Un dossier clos qui refait surface
La Libye avait donc payé la totalité de la somme exigée et le dossier était clos jusqu’au… 21 décembre 2020. Ce jour-là, une dépêche de l’Agence Reuters nous annonçait que « les États-Unis ont inculpé un Libyen, Abou Agila Mohammed Masoud, accusé d’avoir participé en 1988 à l’attentat de Lockerbie. (…) Les responsables américains ont dit espérer que la Libye permettrait à l’accusé d’être jugé aux États-Unis. »
Nouveau rebondissement donc dans cet interminable feuilleton. Le 11 décembre 2022, l’une des principales informations des médias internationaux a porté sur l’arrestation d’Abou Agila Mohammed Masoud et son emprisonnement aux Etats-Unis. 20 jours plus tôt, le 21 novembre, Abou Agila Masoud fut kidnappé de chez lui à Tripoli par une milice armée.
Entre son kidnapping à Tripoli le 21 novembre et l’annonce de son emprisonnement le 11 décembre, personne ne sait ce qu’est devenu Abou Agila Masoud, ni par quel moyen et suivant quel itinéraire il a été amené de Tripoli jusqu’aux Etats-Unis. Mais chacun peut donner libre cours à son imagination pour tenter de deviner comment et suite à quels agissements, manœuvres, combines et machinations, un citoyen libyen kidnappé de chez lui se retrouve quelques jours plus tard dans une prison américaine?!
Les USA et le non respect de la parole donnée
Mais pourquoi s’étonner du non-respect des Etats-Unis de la parole donnée, de la loi promulguée et de l’accord signé en relation avec le dossier Lockerbie, quand ils ne les ont pas respectés dans des dossiers d’ampleur géostratégique, mettant ou susceptible de mettre la paix mondiale en danger?
Le non-respect de leur promesse que l’Otan n’avancera pas d’un iota au-delà de la frontière allemande est à l’origine de la guerre d’Ukraine qui met le monde entier dans la plus grave crise depuis 75 ans…

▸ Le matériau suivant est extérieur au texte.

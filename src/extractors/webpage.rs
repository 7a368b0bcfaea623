use async_trait::async_trait;
use reqwest::header::{ACCEPT, ACCEPT_LANGUAGE, CONTENT_TYPE, USER_AGENT};
use scraper::{ElementRef, Html, Selector};
use serde::{Deserialize, Serialize};
use std::time::Duration;

use super::WebpageSource;
use crate::result::{flat_map_result, WithError};

const BROWSER_USER_AGENT: &str = "Mozilla/5.0 (Windows NT 10.0; Win64; x64) AppleWebKit/537.36 (KHTML, like Gecko) Chrome/120.0.0.0 Safari/537.36";
const BROWSER_ACCEPT: &str = "text/html,application/xhtml+xml,application/xml;q=0.9,image/webp,*/*;q=0.8";

/// Elements whose text never counts as readable content
const HIDDEN_ELEMENTS: &[&str] = &["script", "style", "noscript", "template", "svg", "iframe"];

#[derive(thiserror::Error, Debug, Clone, PartialEq, Eq)]
pub enum WebpageError {
    #[error("Request timeout")]
    Timeout,

    #[error("HTTP error! status: {0}")]
    HttpStatus(u16),

    #[error("Expected HTML content, got: {0}")]
    UnexpectedContentType(String),

    #[error("{0}")]
    Network(String),

    #[error("Invalid URL: {0}")]
    InvalidUrl(String),

    #[error("{0}")]
    Extraction(String),
}

#[derive(Debug, Clone, Default, PartialEq, Eq, Serialize, Deserialize)]
pub struct WebpageMetadata {
    pub title: Option<String>,
    pub byline: Option<String>,
    pub excerpt: Option<String>,
    pub site_name: Option<String>,
    pub published_time: Option<String>,
}

/// Readable article pulled out of a page
#[derive(Debug, Clone, PartialEq, Eq, Serialize, Deserialize)]
pub struct WebpageResult {
    /// HTML of the main content node
    pub content: String,
    /// Visible text of the main content node
    pub text_content: String,
    pub metadata: WebpageMetadata,
    pub url: String,
}

#[derive(Debug, Clone)]
pub struct FetchSettings {
    pub timeout: Duration,
    /// Extra headers sent after the browser defaults
    pub headers: Vec<(String, String)>,
}

impl Default for FetchSettings {
    fn default() -> Self {
        Self {
            timeout: Duration::from_secs(30),
            headers: Vec::new(),
        }
    }
}

/// HTTP fetcher that presents itself as a desktop browser
#[derive(Debug, Clone, Default)]
pub struct WebpageFetcher {
    settings: FetchSettings,
}

impl WebpageFetcher {
    pub fn new(settings: FetchSettings) -> Self {
        Self { settings }
    }

    /// GET `url` and return the body if it is a successful HTML response
    pub async fn fetch_html(&self, url: &str) -> WithError<String, WebpageError> {
        let parsed = reqwest::Url::parse(url).map_err(|e| WebpageError::InvalidUrl(e.to_string()))?;

        let client = reqwest::Client::builder()
            .timeout(self.settings.timeout)
            .build()
            .map_err(|e| WebpageError::Network(e.to_string()))?;

        let mut request = client
            .get(parsed)
            .header(USER_AGENT, BROWSER_USER_AGENT)
            .header(ACCEPT, BROWSER_ACCEPT)
            .header(ACCEPT_LANGUAGE, "en-US,en;q=0.5")
            .header("DNT", "1")
            .header("Upgrade-Insecure-Requests", "1");
        for (name, value) in &self.settings.headers {
            request = request.header(name.as_str(), value.as_str());
        }

        tracing::debug!(url, "Fetching webpage");
        let response = request.send().await.map_err(map_reqwest_error)?;

        let status = response.status();
        if !status.is_success() {
            return Err(WebpageError::HttpStatus(status.as_u16()));
        }

        let content_type = response
            .headers()
            .get(CONTENT_TYPE)
            .and_then(|value| value.to_str().ok())
            .unwrap_or_default()
            .to_string();
        if !content_type.contains("text/html") {
            return Err(WebpageError::UnexpectedContentType(content_type));
        }

        response.text().await.map_err(map_reqwest_error)
    }
}

#[async_trait]
impl WebpageSource for WebpageFetcher {
    async fn fetch_article(&self, url: &str) -> WithError<WebpageResult, WebpageError> {
        flat_map_result(self.fetch_html(url).await, |html| extract_article(&html, url))
    }
}

fn map_reqwest_error(err: reqwest::Error) -> WebpageError {
    if err.is_timeout() {
        return WebpageError::Timeout;
    }
    WebpageError::Network(err.to_string())
}

/// Readability-like extraction:
/// - content from `<article>`, else `<main>`, else `<body>`
/// - title from OpenGraph, `<title>` or the first `<h1>`
/// - byline, excerpt, site name and publish time from meta tags
pub fn extract_article(html: &str, url: &str) -> WithError<WebpageResult, WebpageError> {
    let doc = Html::parse_document(html);

    let root = ["article", "main", "body"]
        .iter()
        .find_map(|css| select_first(&doc, css))
        .ok_or_else(|| WebpageError::Extraction("Failed to extract article content from the webpage".to_string()))?;

    let text_content = visible_text(root);
    if text_content.is_empty() {
        return Err(WebpageError::Extraction(
            "Failed to extract article content from the webpage".to_string(),
        ));
    }

    let title = meta_content(&doc, r#"meta[property="og:title"]"#)
        .or_else(|| element_text(&doc, "title"))
        .or_else(|| element_text(&doc, "h1"));

    let excerpt = meta_content(&doc, r#"meta[name="description"]"#)
        .or_else(|| meta_content(&doc, r#"meta[property="og:description"]"#))
        .or_else(|| first_paragraph(root));

    let metadata = WebpageMetadata {
        title,
        byline: meta_content(&doc, r#"meta[name="author"]"#)
            .or_else(|| element_text(&doc, r#"[rel="author"]"#)),
        excerpt,
        site_name: meta_content(&doc, r#"meta[property="og:site_name"]"#),
        published_time: meta_content(&doc, r#"meta[property="article:published_time"]"#)
            .or_else(|| select_first(&doc, "time[datetime]").and_then(|t| t.value().attr("datetime").map(str::to_string))),
    };

    Ok(WebpageResult {
        content: root.inner_html(),
        text_content,
        metadata,
        url: url.to_string(),
    })
}

fn select_first<'a>(doc: &'a Html, css: &str) -> Option<ElementRef<'a>> {
    let selector = Selector::parse(css).ok()?;
    doc.select(&selector).next()
}

fn meta_content(doc: &Html, css: &str) -> Option<String> {
    select_first(doc, css)
        .and_then(|el| el.value().attr("content"))
        .map(|content| content.trim().to_string())
        .filter(|content| !content.is_empty())
}

fn element_text(doc: &Html, css: &str) -> Option<String> {
    select_first(doc, css)
        .map(|el| el.text().collect::<String>().trim().to_string())
        .filter(|text| !text.is_empty())
}

fn first_paragraph(root: ElementRef<'_>) -> Option<String> {
    let selector = Selector::parse("p").ok()?;
    root.select(&selector)
        .map(visible_text)
        .find(|text| !text.is_empty())
}

/// Text nodes under `root`, skipping anything inside a hidden element
fn visible_text(root: ElementRef<'_>) -> String {
    let mut lines = Vec::new();

    for node in root.descendants() {
        let Some(text) = node.value().as_text() else {
            continue;
        };

        let hidden = node.ancestors().any(|ancestor| {
            ancestor
                .value()
                .as_element()
                .map(|el| HIDDEN_ELEMENTS.contains(&el.name()))
                .unwrap_or(false)
        });
        if hidden {
            continue;
        }

        let trimmed = text.split_whitespace().collect::<Vec<_>>().join(" ");
        if !trimmed.is_empty() {
            lines.push(trimmed);
        }
    }

    lines.join("\n")
}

Le reniement de leur accord avec l’Iran sur le dossier nucléaire accroit la tension dans le Golfe et prolonge indéfiniment les sanctions économiques inhumaines et les souffrances de 70 millions d’Iraniens…
Il va sans dire que cette grande puissance qui se soucie comme d’une guigne des paroles qu’elle donne, des promesses qu’elle fait, des lois qu’elle promulgue et des accords qu’elle signe, ne peut pas se gêner de rouvrir un dossier aussi marginal et aussi peu important que celui de Lockerbie.
Cette grande puissance peut donc rouvrir ce dossier clos depuis 14 ans et trainer en justice le citoyen libyen Abou Agila Masoud. Mais, sans remonter trop loin dans l’histoire, de nombreuses questions se posent.
L’impuissance de la justice et la brutalité de la force
Qui peut ouvrir le dossier libyen et trainer en justice Barack Obama, Hillary Clinton, David Cameron, Nicolas Sarkozy et l’état-major de l’Otan pour la destruction de la Libye.
Qui peut ouvrir le dossier de l’Irak et trainer en justice George Bush, Tony Blair et leurs collaborateurs civils et militaires? Et ce, pour l’agression armée contre l’Irak, sa destruction et la transformation de la vie de 20 millions d’Irakiens en enfer?
Qui peut ouvrir le dossier de l’Afghanistan et trainer en justice Bush, ses collaborateurs et ses généraux pour les crimes commis contre ce pays vingt ans durant?
Dans une tentative de trouver une solution au récurrent problème posé depuis la nuit des temps par l’impuissance de la justice et brutalité de la force, le philosophe français Blaise Pascal a dit un jour : « N’ayant pu faire que la justice soit forte, il faut faire en sorte que la force soit juste. » Le déchainement hystérique depuis des décennies de la plus grande puissance militaire du monde contre des peuples et des pays sans défense, rend la réflexion du vénérable philosophe français futile et quelque peu ridicule.